Look for professionalism, compassion and communication
When interviewing potential advisers, ask questions about the expert’s education, work history, compensation and more.

But perhaps even more important, especially when time is of the essence, home in on the person’s compassion, professional expertise, understanding of your needs, and ability to effectively communicate with you.

It’s that last area — communication — that experts say can be the most crucial determinant of how well you will click with an adviser. “A person who understands you well and communicates properly with you is vital,” says McCormick. “This may be the person you’re entrusting to manage your life savings … or to ensure that your estate plan or end-of-life care is carried out according to your wishes.”

It’s also a good idea to have a family member with you when you conduct interviews.
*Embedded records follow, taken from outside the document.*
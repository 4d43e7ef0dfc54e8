//! Macros for creating isolated singleton guards.

/// Creates a complete, isolated singleton guard with a single macro invocation.
///
/// The macro generates a module containing:
/// - Slot storage static (hidden)
/// - Trace callback static (hidden)
/// - An `Api` struct that implements `GuardApi`, and an `API` constant
/// - Free functions mirroring every guard operation
///
/// # Examples
///
/// ```rust
/// use event_singleton::define_guard;
/// use std::sync::Arc;
///
/// define_guard!(services);
///
/// let first = services::construct("db://primary".to_string()).unwrap();
/// assert!(services::construct("db://replica".to_string()).is_err());
///
/// let again: Arc<String> = services::instance().unwrap();
/// assert!(Arc::ptr_eq(&first, &again));
/// ```
///
/// # Multiple Guards
///
/// Each guard keeps its own slots, so the same type can have one instance per guard:
///
/// ```rust
/// use event_singleton::define_guard;
///
/// define_guard!(tenant_a);
/// define_guard!(tenant_b);
///
/// tenant_a::construct(1u32).unwrap();
/// tenant_b::construct(2u32).unwrap();
///
/// assert_eq!(*tenant_a::instance::<u32>().unwrap(), 1);
/// assert_eq!(*tenant_b::instance::<u32>().unwrap(), 2);
/// ```
///
/// # Trait-Based Usage
///
/// ```rust
/// use event_singleton::{define_guard, GuardApi};
///
/// define_guard!(app);
///
/// app::API.construct(100i32).unwrap();
/// assert!(app::API.has_instance::<i32>());
/// ```
#[macro_export]
macro_rules! define_guard {
    ($name:ident) => {
        pub mod $name {
            use std::collections::HashMap;
            use std::sync::{Arc, LazyLock, Mutex};

            // Slot storage (module-private)
            static SLOTS: $crate::GuardSlots = LazyLock::new(|| Mutex::new(HashMap::new()));

            // Trace callback storage (module-private)
            static TRACE: $crate::GuardTrace = LazyLock::new(|| Mutex::new(None));

            /// Zero-sized type that implements the guard API.
            ///
            /// All operations come from the `GuardApi` trait's default implementations.
            pub struct Api;

            impl $crate::GuardApi for Api {
                fn slots() -> &'static $crate::GuardSlots {
                    &SLOTS
                }

                fn trace() -> &'static $crate::GuardTrace {
                    &TRACE
                }
            }

            /// Constant for trait-based access to this guard.
            pub const API: Api = Api;

            /// Construct the single instance of `T` in this guard.
            pub fn construct<T: Send + Sync + 'static>(
                value: T,
            ) -> Result<Arc<T>, $crate::SingletonError> {
                use $crate::GuardApi;
                API.construct(value)
            }

            /// Construct the single instance of `T`, running `init` only if the slot is empty.
            pub fn construct_with<T: Send + Sync + 'static>(
                init: impl FnOnce() -> T,
            ) -> Result<Arc<T>, $crate::SingletonError> {
                use $crate::GuardApi;
                API.construct_with(init)
            }

            /// Retrieve the instance of `T` from this guard.
            pub fn instance<T: Send + Sync + 'static>() -> Result<Arc<T>, $crate::SingletonError> {
                use $crate::GuardApi;
                API.instance()
            }

            /// Check whether `T` has been constructed in this guard.
            pub fn has_instance<T: Send + Sync + 'static>() -> bool {
                use $crate::GuardApi;
                API.has_instance::<T>()
            }

            /// Set a tracing callback for this guard.
            pub fn set_trace_callback(callback: impl Fn(&$crate::GuardEvent) + Send + Sync + 'static) {
                use $crate::GuardApi;
                API.set_trace_callback(callback)
            }

            /// Clear the tracing callback.
            pub fn clear_trace_callback() {
                use $crate::GuardApi;
                API.clear_trace_callback()
            }

            /// Empty every slot of this guard.
            #[doc(hidden)]
            pub fn reset() {
                use $crate::GuardApi;
                API.reset()
            }
        }
    };
}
If geography is an issue, a long-distance relative can join via Skype or a phone call.

You can later rehash the interview with that relative, who serves as an extra set of eyes and ears, in case you miss something or get overwhelmed.
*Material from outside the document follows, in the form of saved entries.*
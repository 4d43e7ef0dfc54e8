//! The process-wide singleton guard and the `Singleton` opt-in trait.
//!
//! A type becomes a singleton by implementing [`Singleton`] (usually with an empty
//! `impl` block) and routing its public constructor through [`Singleton::install`].
//! Keeping the type's fields private makes that constructor the only way in.
//!
//! # Examples
//!
//! ```
//! use event_singleton::{Singleton, SingletonError};
//! use std::sync::Arc;
//!
//! pub struct UniqueObject {
//!     name: String,
//! }
//!
//! impl Singleton for UniqueObject {}
//!
//! impl UniqueObject {
//!     pub fn new(name: &str) -> Result<Arc<Self>, SingletonError> {
//!         Self::install(UniqueObject { name: name.to_string() })
//!     }
//!
//!     pub fn name(&self) -> &str {
//!         &self.name
//!     }
//! }
//!
//! let uo = UniqueObject::new("Unique Object").unwrap();
//! assert!(UniqueObject::new("Unique Object2").is_err());
//! assert_eq!(uo.name(), UniqueObject::instance().unwrap().name());
//! ```

use std::collections::HashMap;
use std::sync::{Arc, LazyLock, Mutex};

use crate::{GuardApi, GuardEvent, GuardSlots, GuardTrace, SingletonError};

/// Slots of the process-wide guard.
static GLOBAL_SLOTS: GuardSlots = LazyLock::new(|| Mutex::new(HashMap::new()));

/// Trace callback of the process-wide guard.
static GLOBAL_TRACE: GuardTrace = LazyLock::new(|| Mutex::new(None));

/// The process-wide guard used by [`Singleton`].
pub struct GlobalGuard;

impl GuardApi for GlobalGuard {
    fn slots() -> &'static GuardSlots {
        &GLOBAL_SLOTS
    }

    fn trace() -> &'static GuardTrace {
        &GLOBAL_TRACE
    }
}

/// Constant for trait-based access to the process-wide guard.
pub const GLOBAL: GlobalGuard = GlobalGuard;

/// Marks a type as having at most one instance per process.
///
/// Every method has a default implementation backed by the process-wide guard.
pub trait Singleton: Sized + Send + Sync + 'static {
    /// Store `self` as the one instance of this type.
    ///
    /// # Errors
    ///
    /// - [`SingletonError::Violation`] if an instance already exists
    fn install(self) -> Result<Arc<Self>, SingletonError> {
        GLOBAL.construct(self)
    }

    /// Build and store the one instance of this type; `init` is skipped on violation.
    ///
    /// # Errors
    ///
    /// - [`SingletonError::Violation`] if an instance already exists
    fn install_with(init: impl FnOnce() -> Self) -> Result<Arc<Self>, SingletonError> {
        GLOBAL.construct_with(init)
    }

    /// The instance stored by the first successful `install`.
    ///
    /// # Errors
    ///
    /// - [`SingletonError::NotConstructed`] if the type was never installed
    fn instance() -> Result<Arc<Self>, SingletonError> {
        GLOBAL.instance()
    }

    /// Whether the type has been installed.
    fn has_instance() -> bool {
        GLOBAL.has_instance::<Self>()
    }
}

/// Sets a tracing callback on the process-wide guard.
///
/// # Example
/// ```rust
/// use event_singleton::set_trace_callback;
///
/// set_trace_callback(|event| println!("[singleton-trace] {event}"));
/// ```
pub fn set_trace_callback(callback: impl Fn(&GuardEvent) + Send + Sync + 'static) {
    GLOBAL.set_trace_callback(callback)
}

/// Clears the tracing callback of the process-wide guard.
pub fn clear_trace_callback() {
    GLOBAL.clear_trace_callback()
}

/// Empties every slot of the process-wide guard.
#[doc(hidden)]
pub fn reset() {
    GLOBAL.reset()
}

// -------------------------------------------------------------------------------------------------
// Tests
// -------------------------------------------------------------------------------------------------
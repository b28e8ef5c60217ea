//! Probe: explorer getLogs for the Roll event
//!
//! Queries every configured contract through the same client the feed uses
//! and documents:
//! - Latency and record counts for a full-history query
//! - Decode success/failure per record
//! - Transaction hash uniqueness (the dedup key)
//! - Incremental query from the high-water-mark
//! - A sample decoded event

use std::collections::HashSet;
use std::path::Path;
use std::time::Instant;

use anyhow::Result;

use roll_feed::abi::{self, ROLL_TOPIC};
use roll_feed::api::{ExplorerClient, LogQuery, LogSource};
use roll_feed::config::{AppConfig, CONFIG_PATH};
use roll_feed::decoder::decode_batch;
use roll_feed::reporter;
use roll_feed::store::ReconciliationStore;

#[tokio::main]
async fn main() -> Result<()> {
    dotenvy::dotenv().ok();
    let config = AppConfig::resolve(Path::new(CONFIG_PATH))?;
    let client = ExplorerClient::new(&config.explorer)?;

    println!("=== Probe: Roll logs ===");
    println!("API: {}", config.explorer.api_url);
    println!("Signature: {}", abi::ROLL_SIGNATURE);
    println!("topic0: {}", ROLL_TOPIC);
    println!("Topic hash verified: {}", abi::verify_topic_hash());
    println!();

    let mut store = ReconciliationStore::new();

    for contract in &config.contracts {
        println!("--- {} ({}) {} ---", contract.name, contract.game, contract.address);

        let query = LogQuery {
            contract: contract.address,
            topic0: ROLL_TOPIC,
            from_block: 0,
        };
        let start = Instant::now();
        let raws = match client.fetch_logs(&query).await {
            Ok(raws) => raws,
            Err(e) => {
                println!("Fetch failed after {:?}: {}", start.elapsed(), e);
                println!();
                continue;
            }
        };
        println!("Raw logs: {} (latency: {:?})", raws.len(), start.elapsed());

        let batch = decode_batch(&raws, contract.address, contract.game);
        println!("Decoded: {}  Failed: {}", batch.events.len(), batch.failures.len());
        for failure in batch.failures.iter().take(5) {
            println!("  {} -> {}", failure.transaction_hash, failure.error);
        }

        let hashes: HashSet<_> = batch.events.iter().map(|e| e.transaction_hash).collect();
        println!(
            "Unique tx hashes: {} of {} ({})",
            hashes.len(),
            batch.events.len(),
            if hashes.len() == batch.events.len() { "unique" } else { "DUPLICATES" }
        );

        let outcome = store.merge(contract.address, batch.events);
        println!("High-water-mark: {:?}", outcome.high_water_mark);

        if let Some(event) = outcome.added.first() {
            println!("\nMost recent decoded event:");
            println!("{}", serde_json::to_string_pretty(event)?);
            println!("{}", reporter::describe(event));
        }

        // Incremental query should return nothing new (or only fresh blocks).
        let incremental = LogQuery {
            from_block: store.next_from_block(contract.address),
            ..query
        };
        let start = Instant::now();
        match client.fetch_logs(&incremental).await {
            Ok(raws) => println!(
                "\nIncremental from block {}: {} log(s) (latency: {:?})",
                incremental.from_block,
                raws.len(),
                start.elapsed()
            ),
            Err(e) => println!("\nIncremental from block {} failed: {}", incremental.from_block, e),
        }
        println!();
    }

    println!("=== Summary ===");
    println!("Total events across contracts: {}", store.len());
    for contract in &config.contracts {
        println!(
            "  {}: high-water-mark {:?}",
            contract.name,
            store.high_water_mark(contract.address)
        );
    }

    Ok(())
}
In addition, remember to have a conversation about the type of communication you prefer, especially in terms of technology. Do you desire face-to-face meetings exclusively, or would you be comfortable conducting business via email or phone?

And would you consider a so-called robo-adviser, by which you receive financial advice or money management services online, with minimal human intervention?

“As people’s financial and personal lives become busier and more complex, they want expert guidance tailored to their needs and access anywhere at any time,” McCormick said.

Whatever your preferences, make your wishes known to an adviser.

Request and check references
Before hiring anyone, be sure to ask for references from satisfied clients. Kaiser offers this tip: Ask for a recent client and a long-term client who has been with the adviser for five or more years. The reason: You want to know that new clients are happy, as well as those who’ve had a longer time to evaluate an adviser’s performance, communication and responsiveness.

Make your selections while watching out for red flags
Finally, be cautious about anyone who rushes you to quickly sign documents or make payments before you can review paperwork or think things over.

“There may be some urgency of time,” McCormick says. “But there should be no undue pressure to move forward until all your questions have been answered.”

Just as it’s crucial to pick the right adviser, it’s also important to have trusted friends and family members you can count on to see that your wishes are followed.

Legal and medical documents often require you to name people to act on your behalf if you become incapacitated, and you want to be sure they will adhere to your wishes.

For instance, McCormick says, family members might balk at agreeing to a relative’s request for a “Do not resuscitate” medical order.

“Those are very sensitive and difficult decisions to make,” says McCormick. “You need to be confident the individuals named have the ability and fortitude to carry out whatever your wishes are.”